CR-T3-SEQ13 can significantly inhibit HBsAg and HBV DNA in HBV transgenic mice in a dose-dependent manner and sustain the suppression effects for a long time. (A–D) HBV transgenic mice were intramuscular injected with vaccine formulations containing fixed alum adjuvant dose (840 µg/mL) and different antigen doses, including 30 µg, 12 µg and 3 µg and 0 µg, respectively.
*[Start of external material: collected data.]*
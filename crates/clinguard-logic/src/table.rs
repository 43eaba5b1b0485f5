//! Operator table
//!
//! Maps operator names in logic JSON to [`OperatorKind`]s. A table is
//! immutable once built and is handed to the loader (and the evaluation
//! engine) explicitly, so test suites can work with isolated tables that
//! disable or alias operators without touching process-wide state.

use crate::error::{LogicError, LogicResult};
use crate::operator::{ComparisonOp, OperatorKind};
use once_cell::sync::Lazy;
use std::collections::HashMap;

static STANDARD: Lazy<OperatorTable> = Lazy::new(OperatorTable::build_standard);

/// Immutable name → operator table
#[derive(Debug, Clone, PartialEq, Eq)]
pub struct OperatorTable {
    entries: HashMap<String, OperatorKind>,
}

impl Default for OperatorTable {
    fn default() -> Self {
        Self::standard()
    }
}

impl OperatorTable {
    /// The standard table: every operator under its canonical name, plus
    /// `===`/`!==` as strict-equality spellings and `not` for `!`.
    pub fn standard() -> Self {
        STANDARD.clone()
    }

    /// Shared reference to the standard table
    pub fn standard_ref() -> &'static OperatorTable {
        &STANDARD
    }

    /// Start from the standard table
    pub fn builder() -> OperatorTableBuilder {
        OperatorTableBuilder {
            entries: STANDARD.entries.clone(),
        }
    }

    /// Start from an empty table
    pub fn empty_builder() -> OperatorTableBuilder {
        OperatorTableBuilder {
            entries: HashMap::new(),
        }
    }

    /// Resolve an operator name
    pub fn resolve(&self, name: &str) -> Option<OperatorKind> {
        self.entries.get(name).copied()
    }

    /// Check whether a name is registered
    pub fn contains(&self, name: &str) -> bool {
        self.entries.contains_key(name)
    }

    /// All registered names, sorted
    pub fn names(&self) -> Vec<&str> {
        let mut names: Vec<&str> = self.entries.keys().map(String::as_str).collect();
        names.sort_unstable();
        names
    }

    pub fn len(&self) -> usize {
        self.entries.len()
    }

    pub fn is_empty(&self) -> bool {
        self.entries.is_empty()
    }

    fn build_standard() -> Self {
        let mut entries: HashMap<String, OperatorKind> = OperatorKind::all()
            .map(|kind| (kind.canonical_name().to_string(), kind))
            .collect();
        entries.insert("===".to_string(), OperatorKind::Compare(ComparisonOp::Equal));
        entries.insert("!==".to_string(), OperatorKind::Compare(ComparisonOp::NotEqual));
        entries.insert("not".to_string(), OperatorKind::Not);
        Self { entries }
    }
}

/// Builder for custom operator tables
#[derive(Debug, Clone)]
pub struct OperatorTableBuilder {
    entries: HashMap<String, OperatorKind>,
}

impl OperatorTableBuilder {
    /// Register a kind under a name. Fails if the name is taken.
    pub fn register(mut self, name: impl Into<String>, kind: OperatorKind) -> LogicResult<Self> {
        let name = name.into();
        if self.entries.contains_key(&name) {
            return Err(LogicError::DuplicateOperator { name });
        }
        self.entries.insert(name, kind);
        Ok(self)
    }

    /// Register `alias` for whatever `target` currently resolves to
    pub fn alias(self, alias: impl Into<String>, target: &str) -> LogicResult<Self> {
        let kind = self
            .entries
            .get(target)
            .copied()
            .ok_or_else(|| LogicError::unknown_operator(target))?;
        self.register(alias, kind)
    }

    /// Remove a name, making logic that uses it fail to load
    pub fn remove(mut self, name: &str) -> Self {
        self.entries.remove(name);
        self
    }

    pub fn build(self) -> OperatorTable {
        OperatorTable {
            entries: self.entries,
        }
    }
}

#[cfg(test)]
mod tests {
    use super::*;

    #[test]
    fn test_standard_resolves_canonical_names() {
        let table = OperatorTable::standard();
        for kind in OperatorKind::all() {
            assert_eq!(table.resolve(kind.canonical_name()), Some(kind));
        }
        assert_eq!(
            table.resolve("==="),
            Some(OperatorKind::Compare(ComparisonOp::Equal))
        );
        assert_eq!(table.resolve("levenshtein"), None);
    }

    #[test]
    fn test_builder_is_isolated_from_standard() {
        let err = OperatorTable::builder()
            .remove("has_medication")
            .alias("on_med", "has_medication")
            .unwrap_err();
        assert_eq!(err, LogicError::unknown_operator("has_medication"));

        let custom = OperatorTable::builder()
            .alias("on_med", "has_medication")
            .unwrap()
            .remove("has_medication")
            .build();
        assert_eq!(custom.resolve("on_med"), Some(OperatorKind::HasMedication));
        assert!(!custom.contains("has_medication"));
        assert!(OperatorTable::standard().contains("has_medication"));
    }

    #[test]
    fn test_register_rejects_duplicates() {
        let err = OperatorTable::builder()
            .register("between", OperatorKind::AgeBetween)
            .unwrap_err();
        assert_eq!(
            err,
            LogicError::DuplicateOperator {
                name: "between".to_string()
            }
        );
    }

    #[test]
    fn test_empty_builder() {
        let table = OperatorTable::empty_builder()
            .register("gt", OperatorKind::Compare(ComparisonOp::Greater))
            .unwrap()
            .build();
        assert_eq!(table.len(), 1);
        assert_eq!(table.names(), vec!["gt"]);
    }
}
impl<'a> Emitter<'a> {
    fn lookup_or_insert_function(&mut self, name: &str) -> u16 {
        if let Some(&i) = self.func_indices.get(name) {
            return i;
        }
        let i = self.builder.add_function();
        self.func_indices.insert(name.to_string(), i);
        i
    }

    fn declared(&self, name: &str) -> Result<&'a AsmFunction, EmitError> {
        self.module
            .functions
            .iter()
            .find(|f| f.name == name)
            .ok_or_else(|| EmitError::UnknownFunction(name.to_string()))
    }

    fn push_op(&mut self, op: Opcode) {
        self.builder.function_at(self.cur).byte(op as u8);
    }

    fn push_byte(&mut self, b: u8) {
        self.builder.function_at(self.cur).byte(b);
    }

    fn push_bytes(&mut self, bytes: &[u8]) {
        self.builder.function_at(self.cur).emit(bytes);
    }

    fn emit_function(&mut self, f: &AsmFunction) -> Result<(), EmitError> {
        if !self.defined.insert(f.name.clone()) {
            return Err(EmitError::DuplicateFunction(f.name.clone()));
        }
        let index = self.lookup_or_insert_function(&f.name);
        self.cur = index;
        self.cur_ret = f.ret;
        self.locals.clear();
        self.breakables.clear();

        {
            let fb = self.builder.function_at(index);
            fb.return_type(f.ret.map_or(ValueType::Stmt, TypeClass::value_type));
            fb.name(&f.name);
            fb.exported(f.exported);
        }
        for (name, class) in &f.params {
            let idx = self.builder.function_at(index).add_param(class.value_type());
            if self.locals.insert(name.clone(), (idx, *class)).is_some() {
                return Err(EmitError::DuplicateVariable(name.clone()));
            }
        }
        // Locals go into the body grouped by value type, i32 first.
        for want in [ValueType::I32, ValueType::F32, ValueType::F64] {
            for (name, class) in &f.locals {
                if class.value_type() != want {
                    continue;
                }
                let idx = self.builder.function_at(index).add_local(want);
                if self.locals.insert(name.clone(), (idx, *class)).is_some() {
                    return Err(EmitError::DuplicateVariable(name.clone()));
                }
            }
        }
        self.emit_statements(&f.body)
    }

    fn emit_statements(&mut self, stmts: &[AsmStmt]) -> Result<(), EmitError> {
        if stmts.len() > u8::MAX as usize {
            return Err(EmitError::TooManyStatements);
        }
        self.push_op(Opcode::Block);
        self.push_byte(stmts.len() as u8);
        self.breakables.push(false);
        for s in stmts {
            self.emit_stmt(s)?;
        }
        self.breakables.pop();
        Ok(())
    }

    fn emit_stmt(&mut self, stmt: &AsmStmt) -> Result<(), EmitError> {
        match stmt {
            AsmStmt::Expr(e) => {
                self.emit_expr(e)?;
                Ok(())
            }
            AsmStmt::Block(stmts) => self.emit_statements(stmts),
            AsmStmt::If(cond, then, els) => {
                self.push_op(if els.is_some() { Opcode::IfThen } else { Opcode::If });
                self.emit_int_expr(cond)?;
                self.emit_stmt(then)?;
                if let Some(e) = els {
                    self.emit_stmt(e)?;
                }
                Ok(())
            }
            AsmStmt::While(cond, body) => {
                // while (c) body  =>  loop(2) { if (!c) break 0; body }
                self.push_op(Opcode::Loop);
                self.push_byte(2);
                self.breakables.push(true);
                self.push_op(Opcode::If);
                self.push_op(Opcode::BoolNot);
                self.emit_int_expr(cond)?;
                self.push_op(Opcode::Break);
                self.push_byte(0);
                self.emit_stmt(body)?;
                self.breakables.pop();
                Ok(())
            }
            AsmStmt::Break => {
                let depth = self.loop_depth()?;
                self.push_op(Opcode::Break);
                self.push_byte(depth);
                Ok(())
            }
            AsmStmt::Continue => {
                let depth = self.loop_depth()?;
                self.push_op(Opcode::Continue);
                self.push_byte(depth);
                Ok(())
            }
            AsmStmt::Return(expr) => {
                self.push_op(Opcode::Return);
                match (expr, self.cur_ret) {
                    (Some(e), Some(ret)) => {
                        let class = self.emit_value_expr(e)?;
                        if !compatible(class, ret) {
                            return Err(EmitError::TypeMismatch("return value"));
                        }
                        Ok(())
                    }
                    (None, None) => Ok(()),
                    _ => Err(EmitError::TypeMismatch("return arity")),
                }
            }
        }
    }

    /// Relative depth of the innermost loop label.
    fn loop_depth(&self) -> Result<u8, EmitError> {
        let depth = self
            .breakables
            .iter()
            .rev()
            .position(|&is_loop| is_loop)
            .ok_or(EmitError::BadBreak)?;
        u8::try_from(depth).map_err(|_| EmitError::IndexTooWide)
    }

    /// Emit an expression; `None` marks a call to a void function.
    fn emit_expr(&mut self, expr: &AsmExpr) -> Result<Option<TypeClass>, EmitError> {
        match expr {
            AsmExpr::Int(v) => {
                self.push_op(Opcode::I32Const);
                self.push_bytes(&v.to_le_bytes());
                Ok(Some(TypeClass::Signed))
            }
            AsmExpr::Uint(v) => {
                self.push_op(Opcode::I32Const);
                self.push_bytes(&v.to_le_bytes());
                Ok(Some(TypeClass::Unsigned))
            }
            AsmExpr::Float(v) => {
                self.push_op(Opcode::F32Const);
                self.push_bytes(&v.to_bits().to_le_bytes());
                Ok(Some(TypeClass::Float))
            }
            AsmExpr::Double(v) => {
                self.push_op(Opcode::F64Const);
                self.push_bytes(&v.to_bits().to_le_bytes());
                Ok(Some(TypeClass::Double))
            }
            AsmExpr::Var(name) => {
                let (idx, class) = self.local(name)?;
                self.push_op(Opcode::GetLocal);
                self.push_byte(byte_index(idx)?);
                Ok(Some(class))
            }
            AsmExpr::Assign(name, value) => {
                let (idx, class) = self.local(name)?;
                self.push_op(Opcode::SetLocal);
                self.push_byte(byte_index(idx)?);
                let vc = self.emit_value_expr(value)?;
                if !compatible(vc, class) {
                    return Err(EmitError::TypeMismatch("assignment"));
                }
                Ok(Some(class))
            }
            AsmExpr::Call(name, args) => {
                let callee = self.declared(name)?;
                if args.len() != callee.params.len() {
                    return Err(EmitError::ArgumentCount(name.clone()));
                }
                let index = self.lookup_or_insert_function(name);
                self.push_op(Opcode::CallFunction);
                self.push_byte(byte_index(index)?);
                for (arg, (_, pclass)) in args.iter().zip(&callee.params) {
                    let ac = self.emit_value_expr(arg)?;
                    if !compatible(ac, *pclass) {
                        return Err(EmitError::TypeMismatch("call argument"));
                    }
                }
                Ok(callee.ret)
            }
            AsmExpr::Not(e) => {
                self.push_op(Opcode::BoolNot);
                let class = self.emit_value_expr(e)?;
                if !class.is_int() {
                    return Err(EmitError::TypeMismatch("logical not on a float"));
                }
                Ok(Some(TypeClass::Signed))
            }
            AsmExpr::Binary(op, l, r) => {
                let class = self.binary_operand_class(*op, l, r)?;
                self.push_op(binop_opcode(*op, class)?);
                self.emit_value_expr(l)?;
                self.emit_value_expr(r)?;
                Ok(Some(if is_compare(*op) { TypeClass::Signed } else { class }))
            }
            AsmExpr::Ternary(c, t, e) => {
                self.push_op(Opcode::Ternary);
                self.emit_int_expr(c)?;
                let tc = self.emit_value_expr(t)?;
                let ec = self.emit_value_expr(e)?;
                if !compatible(tc, ec) {
                    return Err(EmitError::TypeMismatch("ternary arms"));
                }
                Ok(Some(tc))
            }
            AsmExpr::Comma(a, b) => {
                self.push_op(Opcode::Comma);
                self.emit_expr(a)?;
                let class = self.emit_value_expr(b)?;
                Ok(Some(class))
            }
        }
    }

    fn emit_value_expr(&mut self, expr: &AsmExpr) -> Result<TypeClass, EmitError> {
        self.emit_expr(expr)?
            .ok_or(EmitError::TypeMismatch("void call used as a value"))
    }

    fn emit_int_expr(&mut self, expr: &AsmExpr) -> Result<(), EmitError> {
        let class = self.emit_value_expr(expr)?;
        if !class.is_int() {
            return Err(EmitError::TypeMismatch("condition must be an int"));
        }
        Ok(())
    }

    fn local(&self, name: &str) -> Result<(u16, TypeClass), EmitError> {
        self.locals
            .get(name)
            .copied()
            .ok_or_else(|| EmitError::UnknownVariable(name.to_string()))
    }

    /// The operand class a binary operator works at, resolved from both
    /// sides. Sign-insensitive operators allow mixing signed and unsigned
    /// ints; everything else requires the classes to agree.
    fn binary_operand_class(
        &self,
        op: AsmOp,
        l: &AsmExpr,
        r: &AsmExpr,
    ) -> Result<TypeClass, EmitError> {
        let lc = self
            .class_of(l)?
            .ok_or(EmitError::TypeMismatch("void call used as a value"))?;
        let rc = self
            .class_of(r)?
            .ok_or(EmitError::TypeMismatch("void call used as a value"))?;
        if lc == rc {
            return Ok(lc);
        }
        if ignore_sign(op) && lc.is_int() && rc.is_int() {
            return Ok(lc);
        }
        Err(EmitError::TypeMismatch("binary operand classes differ"))
    }

    /// Pure type inference, used where the opcode must be chosen before the
    /// operands are emitted.
    fn class_of(&self, expr: &AsmExpr) -> Result<Option<TypeClass>, EmitError> {
        Ok(match expr {
            AsmExpr::Int(_) => Some(TypeClass::Signed),
            AsmExpr::Uint(_) => Some(TypeClass::Unsigned),
            AsmExpr::Float(_) => Some(TypeClass::Float),
            AsmExpr::Double(_) => Some(TypeClass::Double),
            AsmExpr::Var(name) | AsmExpr::Assign(name, _) => Some(self.local(name)?.1),
            AsmExpr::Call(name, _) => self.declared(name)?.ret,
            AsmExpr::Not(_) => Some(TypeClass::Signed),
            AsmExpr::Binary(op, l, r) => {
                if is_compare(*op) {
                    Some(TypeClass::Signed)
                } else {
                    Some(self.binary_operand_class(*op, l, r)?)
                }
            }
            AsmExpr::Ternary(_, t, _) => self.class_of(t)?,
            AsmExpr::Comma(_, b) => self.class_of(b)?,
        })
    }
}

fn byte_index(index: u16) -> Result<u8, EmitError> {
    u8::try_from(index).map_err(|_| EmitError::IndexTooWide)
}

fn compatible(a: TypeClass, b: TypeClass) -> bool {
    a == b || (a.is_int() && b.is_int())
}

fn is_compare(op: AsmOp) -> bool {
    matches!(op, AsmOp::Eq | AsmOp::Ne | AsmOp::Lt | AsmOp::Le | AsmOp::Gt | AsmOp::Ge)
}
A total of 6 doses were injected at 0, 2, 3, 4, 5 and 6 weeks. (A) Dynamics of HBsAg level in female HBV-Tg mice; (B) dynamics of HBsAg level in male HBV-Tg mice; (C) dynamics of HBV DNA level in female HBV-Tg mice; and (D) dynamics of HBV DNA level in male HBV-Tg mice. (E–F) HBV-Tg mice were injected with vaccine formulations containing 840 µg/mL of alum adjuvant and 12 µg of CR-T3-SEQ13 at 0, 2, 3, 4, 5 and 6 weeks and 0, 2, 4, 6, 8 and 10 weeks, respectively. (E) Dynamics of HBsAg level in female HBV-Tg mice vaccinated by different schedule; (B) dynamics of HBsAg level in male HBV-Tg mice vaccinated by different schedule. The data represent mean±SEM, n=4. HBsAg, hepatitis B virus surface antigen.